§ Exercise directions: Starting at the line that contains "pub struct RawRow" in the listing below, write out every line word for word until you have written the line that contains "number. Auxiliary columns".

§ Supplied data:
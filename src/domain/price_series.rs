//! Daily close price series.
//!
//! Rows arrive from a loader as strings. Each row either parses into a
//! [`DailyRecord`] or is skipped: a skipped row never reaches the engine and
//! produces no snapshot.

use chrono::NaiveDate;
use tracing::warn;

use super::error::LadderError;

pub const DATE_FORMAT: &str = "%Y-%m-%d";

/// One trading day. The optional peak/drawdown columns are carried through
/// for reporting only.
#[derive(Debug, Clone, PartialEq)]
pub struct DailyRecord {
    pub date: NaiveDate,
    pub close: f64,
    pub peak: Option<f64>,
    pub drawdown: Option<f64>,
}

impl DailyRecord {
    pub fn new(date: NaiveDate, close: f64) -> Self {
        DailyRecord {
            date,
            close,
            peak: None,
            drawdown: None,
        }
    }
}

/// A row as read from a delimited file, before numeric parsing.
#[derive(Debug, Clone, Default, PartialEq)]
pub struct RawRow {
    pub date: String,
    pub close: String,
    pub peak: Option<String>,
    pub drawdown: Option<String>,
}

impl RawRow {
    pub fn new(date: &str, close: &str) -> Self {
        RawRow {
            date: date.to_string(),
            close: close.to_string(),
            peak: None,
            drawdown: None,
        }
    }
}

/// Parse a raw row. `line` is the 1-based line number used in the error.
///
/// The close must be a finite, strictly positive number. Auxiliary columns
/// never cause a row to be rejected; unparseable values become `None`.
pub fn parse_row(line: usize, raw: &RawRow) -> Result<DailyRecord, LadderError> {
    let date = NaiveDate::parse_from_str(raw.date.trim(), DATE_FORMAT).map_err(|_| {
        LadderError::DataParse {
            row: line,
            field: "date",
            value: raw.date.clone(),
        }
    })?;

    let close = parse_number(&raw.close)
        .filter(|c| c.is_finite() && *c > 0.0)
        .ok_or_else(|| LadderError::DataParse {
            row: line,
            field: "close",
            value: raw.close.clone(),
        })?;

    let peak = raw.peak.as_deref().and_then(parse_number);
    let drawdown = raw
        .drawdown
        .as_deref()
        .and_then(|s| parse_number(s.trim().trim_end_matches('%')))
        .map(|pct| pct / 100.0);

    Ok(DailyRecord {
        date,
        close,
        peak,
        drawdown,
    })
}

fn parse_number(s: &str) -> Option<f64> {
    s.trim().replace(',', "").parse::<f64>().ok()
}

/// Date-ordered sequence of daily records with unique dates.
#[derive(Debug, Clone, Default, PartialEq)]
pub struct PriceSeries {
    records: Vec<DailyRecord>,
    skipped: usize,
}

impl PriceSeries {
    /// Sorts by date; on duplicate dates the first record wins.
    pub fn from_records(mut records: Vec<DailyRecord>) -> Self {
        records.sort_by_key(|r| r.date);
        records.dedup_by_key(|r| r.date);
        PriceSeries {
            records,
            skipped: 0,
        }
    }

    /// Parses every row, skipping (and logging) the ones that fail.
    /// Row `i` is reported as line `i + 2`, the header being line 1.
    pub fn from_raw_rows(rows: &[RawRow]) -> Self {
        let mut records = Vec::with_capacity(rows.len());
        let mut skipped = 0;

        for (i, raw) in rows.iter().enumerate() {
            match parse_row(i + 2, raw) {
                Ok(record) => records.push(record),
                Err(e) => {
                    warn!(error = %e, "skipping row");
                    skipped += 1;
                }
            }
        }

        let mut series = Self::from_records(records);
        series.skipped = skipped;
        series
    }

    pub fn records(&self) -> &[DailyRecord] {
        &self.records
    }

    pub fn len(&self) -> usize {
        self.records.len()
    }

    pub fn is_empty(&self) -> bool {
        self.records.is_empty()
    }

    /// Number of input rows dropped because they failed to parse.
    pub fn skipped(&self) -> usize {
        self.skipped
    }

    pub fn first_date(&self) -> Option<NaiveDate> {
        self.records.first().map(|r| r.date)
    }

    /// Last record dated on or before `end`; the last record overall when
    /// `end` is `None`.
    pub fn last_on_or_before(&self, end: Option<NaiveDate>) -> Option<&DailyRecord> {
        match end {
            Some(end) => self.records.iter().rev().find(|r| r.date <= end),
            None => self.records.last(),
        }
    }
}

§ Output for this task:
pub struct RawRow {
    pub date: String,
    pub close: String,
    pub peak: Option<String>,
    pub drawdown: Option<String>,
}

impl RawRow {
    pub fn new(date: &str, close: &str) -> Self {
        RawRow {
            date: date.to_string(),
            close: close.to_string(),
            peak: None,
            drawdown: None,
        }
    }
}

/// Parse a raw row. `line` is the 1-based line number used in the error.
///
/// The close must be a finite, strictly positive number. Auxiliary columns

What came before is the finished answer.